🤖 AI Summary
To address challenges in video quality assessment (VQA)—including difficulty in spatiotemporal perception modeling, incompatibility of backbone enhancement strategies, and absence of adaptive restoration mechanisms—this paper proposes a free-energy-guided dual-branch eye-simulation framework. The framework decouples global aesthetic and local structural semantic modeling, incorporates a biologically inspired saccade prediction head to emulate dynamic visual attention, and designs a video self-restoration mechanism grounded in the principle of free-energy minimization. It achieves non-intrusive injection of high-order features via patch-wise and full-frame collaborative enhancement, coupled with saliency-guided dynamic feature fusion. Evaluated on five mainstream VQA benchmarks, the method achieves state-of-the-art or leading performance, significantly improving both prediction accuracy and interpretability. Results validate the effectiveness of neuro-perceptual mechanism modeling for VQA.
📝 Abstract
Free-energy-guided self-repair mechanisms have shown promising results in image quality assessment (IQA), but remain under-explored in video quality assessment (VQA), where temporal dynamics and model constraints pose unique challenges. Unlike static images, video content exhibits richer spatiotemporal complexity, making perceptual restoration more difficult. Moreover, VQA systems often rely on pre-trained backbones, which limits the direct integration of enhancement modules without affecting model stability.

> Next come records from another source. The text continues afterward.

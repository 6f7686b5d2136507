//! API configuration loaded from environment variables.
//!
//! # Environment Variables
//!
//! ## Required
//! - `SHELFMERCH_DATABASE_URL` - `PostgreSQL` connection string (falls back to `DATABASE_URL`)
//! - `SHELFMERCH_ADMIN_TOKEN` - Bearer token for catalogue writes (min 32 chars, high entropy)
//!
//! ## Optional
//! - `SHELFMERCH_HOST` - Bind address (default: 127.0.0.1)
//! - `SHELFMERCH_PORT` - Listen port (default: 5000)
//! - `STORE_BASE_URL` - Base for public storefront URLs (default: `http://localhost:8080`)
//! - `SHELFMERCH_CORS_ORIGINS` - Comma-separated allowed origins (default: any)
//! - `SHELFMERCH_FLAT_SHIPPING` - Flat shipping fee per order (default: 5.99)
//! - `SHELFMERCH_TAX_RATE` - Tax rate as a fraction (default: 0.08)
//! - `SHELFMERCH_LOG_FORMAT` - `pretty` or `json` (default: pretty)
//! - `SENTRY_DSN` - Sentry error tracking DSN
//! - `SENTRY_ENVIRONMENT` - Sentry environment name
//! - `SENTRY_SAMPLE_RATE` - Error sample rate (default: 1.0)
//! - `SENTRY_TRACES_SAMPLE_RATE` - Transaction sample rate (default: 0.0)

use std::collections::HashMap;
use std::net::{IpAddr, SocketAddr};
use std::str::FromStr;

use rust_decimal::Decimal;
use secrecy::{ExposeSecret, SecretString};
use shelfmerch_core::Money;
use shelfmerch_core::checkout::CheckoutPricing;
use shelfmerch_core::storefront_url::{DEFAULT_STORE_BASE_URL, StorefrontUrls};
use thiserror::Error;

const MIN_ADMIN_TOKEN_LENGTH: usize = 32;
const MIN_ENTROPY_BITS_PER_CHAR: f64 = 3.3;

/// Blocklist of common placeholder patterns (case-insensitive)
const PLACEHOLDER_PATTERNS: &[&str] = &[
    "your-",
    "changeme",
    "replace",
    "placeholder",
    "example",
    "secret",
    "password",
    "xxx",
    "todo",
    "fixme",
    "insert",
    "enter-",
    "put-your",
    "add-your",
];

/// Configuration errors that can occur during loading.
#[derive(Debug, Error)]
pub enum ConfigError {
    #[error("Missing environment variable: {0}")]
    MissingEnvVar(String),
    #[error("Invalid environment variable {0}: {1}")]
    InvalidEnvVar(String, String),
    #[error("Insecure secret in {0}: {1}")]
    InsecureSecret(String, String),
}

/// Log output format.
#[derive(Debug, Clone, Copy, Default, PartialEq, Eq)]
pub enum LogFormat {
    #[default]
    Pretty,
    Json,
}

impl FromStr for LogFormat {
    type Err = String;

    fn from_str(s: &str) -> Result<Self, Self::Err> {
        match s.trim().to_ascii_lowercase().as_str() {
            "pretty" | "text" => Ok(Self::Pretty),
            "json" => Ok(Self::Json),
            other => Err(format!("expected 'pretty' or 'json', got '{other}'")),
        }
    }
}

/// API server configuration.
#[derive(Debug, Clone)]
pub struct ApiConfig {
    /// `PostgreSQL` database connection URL (contains password)
    pub database_url: SecretString,
    /// Bearer token guarding `/api/admin/*`
    pub admin_token: SecretString,
    /// IP address to bind the server to
    pub host: IpAddr,
    /// Port to listen on
    pub port: u16,
    /// Builds public storefront URLs
    pub storefront_urls: StorefrontUrls,
    /// Allowed CORS origins; empty allows any origin
    pub cors_origins: Vec<String>,
    /// Checkout shipping and tax parameters
    pub pricing: CheckoutPricing,
    /// Log output format
    pub log_format: LogFormat,
    /// Sentry DSN for error tracking
    pub sentry_dsn: Option<String>,
    /// Sentry environment (e.g. production, staging)
    pub sentry_environment: Option<String>,
    /// Error event sample rate
    pub sentry_sample_rate: f32,
    /// Performance transaction sample rate
    pub sentry_traces_sample_rate: f32,
}

impl ApiConfig {
    /// Load configuration from environment variables.
    ///
    /// Calls `dotenvy::dotenv()` to load from `.env` file if present.
    ///
    /// # Errors
    ///
    /// Returns `ConfigError` if required variables are missing, invalid, or
    /// if the admin token fails validation (length, placeholder, entropy).
    pub fn from_env() -> Result<Self, ConfigError> {
        // Load .env file if present (ignore errors if not found)
        let _ = dotenvy::dotenv();

        let database_url = get_database_url("SHELFMERCH_DATABASE_URL")?;
        let admin_token = get_validated_secret("SHELFMERCH_ADMIN_TOKEN")?;
        validate_token_length(&admin_token, "SHELFMERCH_ADMIN_TOKEN")?;

        let host = parse_env("SHELFMERCH_HOST", "127.0.0.1")?;
        let port = parse_env("SHELFMERCH_PORT", "5000")?;

        let store_base_url = get_env_or_default("STORE_BASE_URL", DEFAULT_STORE_BASE_URL);
        let storefront_urls = StorefrontUrls::new(&store_base_url)
            .map_err(|e| ConfigError::InvalidEnvVar("STORE_BASE_URL".to_string(), e.to_string()))?;

        let cors_origins = parse_origins(&get_env_or_default("SHELFMERCH_CORS_ORIGINS", ""));

        let defaults = CheckoutPricing::default();
        let flat_shipping: Decimal = parse_env(
            "SHELFMERCH_FLAT_SHIPPING",
            &defaults.flat_shipping.amount().to_string(),
        )?;
        let tax_rate: Decimal =
            parse_env("SHELFMERCH_TAX_RATE", &defaults.tax_rate.to_string())?;
        let pricing = validate_pricing(flat_shipping, tax_rate)?;

        let log_format = parse_env("SHELFMERCH_LOG_FORMAT", "pretty")?;

        Ok(Self {
            database_url,
            admin_token,
            host,
            port,
            storefront_urls,
            cors_origins,
            pricing,
            log_format,
            sentry_dsn: get_optional_env("SENTRY_DSN"),
            sentry_environment: get_optional_env("SENTRY_ENVIRONMENT"),
            sentry_sample_rate: parse_env("SENTRY_SAMPLE_RATE", "1.0")?,
            sentry_traces_sample_rate: parse_env("SENTRY_TRACES_SAMPLE_RATE", "0.0")?,
        })
    }

    /// Returns the socket address for binding the server.
    #[must_use]
    pub const fn socket_addr(&self) -> SocketAddr {
        SocketAddr::new(self.host, self.port)
    }
}

// =============================================================================
// Helper Functions
// =============================================================================

/// Get a required environment variable.
fn get_required_env(key: &str) -> Result<String, ConfigError> {
    std::env::var(key).map_err(|_| ConfigError::MissingEnvVar(key.to_string()))
}

/// Get database URL with fallback to generic `DATABASE_URL`.
fn get_database_url(primary_key: &str) -> Result<SecretString, ConfigError> {
    if let Ok(value) = std::env::var(primary_key) {
        return Ok(SecretString::from(value));
    }
    if let Ok(value) = std::env::var("DATABASE_URL") {
        return Ok(SecretString::from(value));
    }
    Err(ConfigError::MissingEnvVar(primary_key.to_string()))
}

/// Get an optional environment variable. Empty values count as unset.
fn get_optional_env(key: &str) -> Option<String> {
    std::env::var(key).ok().filter(|v| !v.trim().is_empty())
}

/// Get an environment variable with a default value.
fn get_env_or_default(key: &str, default: &str) -> String {
    std::env::var(key).unwrap_or_else(|_| default.to_string())
}

/// Parse an environment variable, falling back to `default` when unset.
fn parse_env<T>(key: &str, default: &str) -> Result<T, ConfigError>
where
    T: FromStr,
    T::Err: std::fmt::Display,
{
    get_env_or_default(key, default)
        .trim()
        .parse::<T>()
        .map_err(|e| ConfigError::InvalidEnvVar(key.to_string(), e.to_string()))
}

/// Split a comma-separated origin list, dropping blanks and trailing slashes.
fn parse_origins(raw: &str) -> Vec<String> {
    raw.split(',')
        .map(|origin| origin.trim().trim_end_matches('/'))
        .filter(|origin| !origin.is_empty())
        .map(String::from)
        .collect()
}

/// Reject negative shipping fees and tax rates outside `0..=1`.
fn validate_pricing(flat_shipping: Decimal, tax_rate: Decimal) -> Result<CheckoutPricing, ConfigError> {
    if flat_shipping.is_sign_negative() {
        return Err(ConfigError::InvalidEnvVar(
            "SHELFMERCH_FLAT_SHIPPING".to_string(),
            "must not be negative".to_string(),
        ));
    }
    if tax_rate.is_sign_negative() || tax_rate > Decimal::ONE {
        return Err(ConfigError::InvalidEnvVar(
            "SHELFMERCH_TAX_RATE".to_string(),
            "must be a fraction between 0 and 1".to_string(),
        ));
    }
    Ok(CheckoutPricing {
        flat_shipping: Money::new(flat_shipping).round_to_cents(),
        tax_rate,
    })
}

/// Validate that a token meets minimum length requirements.
fn validate_token_length(secret: &SecretString, var_name: &str) -> Result<(), ConfigError> {
    let value = secret.expose_secret();
    if value.len() < MIN_ADMIN_TOKEN_LENGTH {
        return Err(ConfigError::InsecureSecret(
            var_name.to_string(),
            format!(
                "must be at least {} characters (got {})",
                MIN_ADMIN_TOKEN_LENGTH,
                value.len()
            ),
        ));
    }
    Ok(())
}

/// Calculate Shannon entropy in bits per character.
fn shannon_entropy(s: &str) -> f64 {
    if s.is_empty() {
        return 0.0;
    }

    let mut freq: HashMap<char, usize> = HashMap::new();
    for c in s.chars() {
        *freq.entry(c).or_insert(0) += 1;
    }

    #[allow(clippy::cast_precision_loss)] // String length will never exceed f64 precision
    let len = s.len() as f64;
    freq.values()
        .map(|&count| {
            #[allow(clippy::cast_precision_loss)] // Character count will never exceed f64 precision
            let p = count as f64 / len;
            -p * p.log2()
        })
        .sum()
}

/// Validate that a secret is not a placeholder and has sufficient entropy.
fn validate_secret_strength(secret: &str, var_name: &str) -> Result<(), ConfigError> {
    let lower = secret.to_lowercase();

    for pattern in PLACEHOLDER_PATTERNS {
        if lower.contains(pattern) {
            return Err(ConfigError::InsecureSecret(
                var_name.to_string(),
                format!("appears to be a placeholder (contains '{pattern}')"),
            ));
        }
    }

    let entropy = shannon_entropy(secret);
    if entropy < MIN_ENTROPY_BITS_PER_CHAR {
        return Err(ConfigError::InsecureSecret(
            var_name.to_string(),
            format!(
                "entropy too low ({entropy:.2} bits/char, need >= {MIN_ENTROPY_BITS_PER_CHAR:.1}). Use a randomly generated secret."
            ),
        ));
    }

    Ok(())
}

/// Load and validate a secret from environment.
fn get_validated_secret(key: &str) -> Result<SecretString, ConfigError> {
    let value = get_required_env(key)?;
    validate_secret_strength(&value, key)?;
    Ok(SecretString::from(value))
}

To address these issues, we propose EyeSimVQA, a novel VQA framework that incorporates free-energy-based self-repair. It adopts a dual-branch architecture, with an aesthetic branch for global perceptual evaluation and a technical branch for fine-grained structural and semantic analysis. Each branch integrates specialized enhancement modules tailored to distinct visual inputs-resized full-frame images and patch-based fragments-to simulate adaptive repair behaviors. We also explore a principled strategy for incorporating high-level visual features without disrupting the original backbone. In addition, we design a biologically inspired prediction head that models sweeping gaze dynamics to better fuse global and local representations for quality prediction. Experiments on five public VQA benchmarks demonstrate that EyeSimVQA achieves competitive or superior performance compared to state-of-the-art methods, while offering improved interpretability through its biologically grounded design.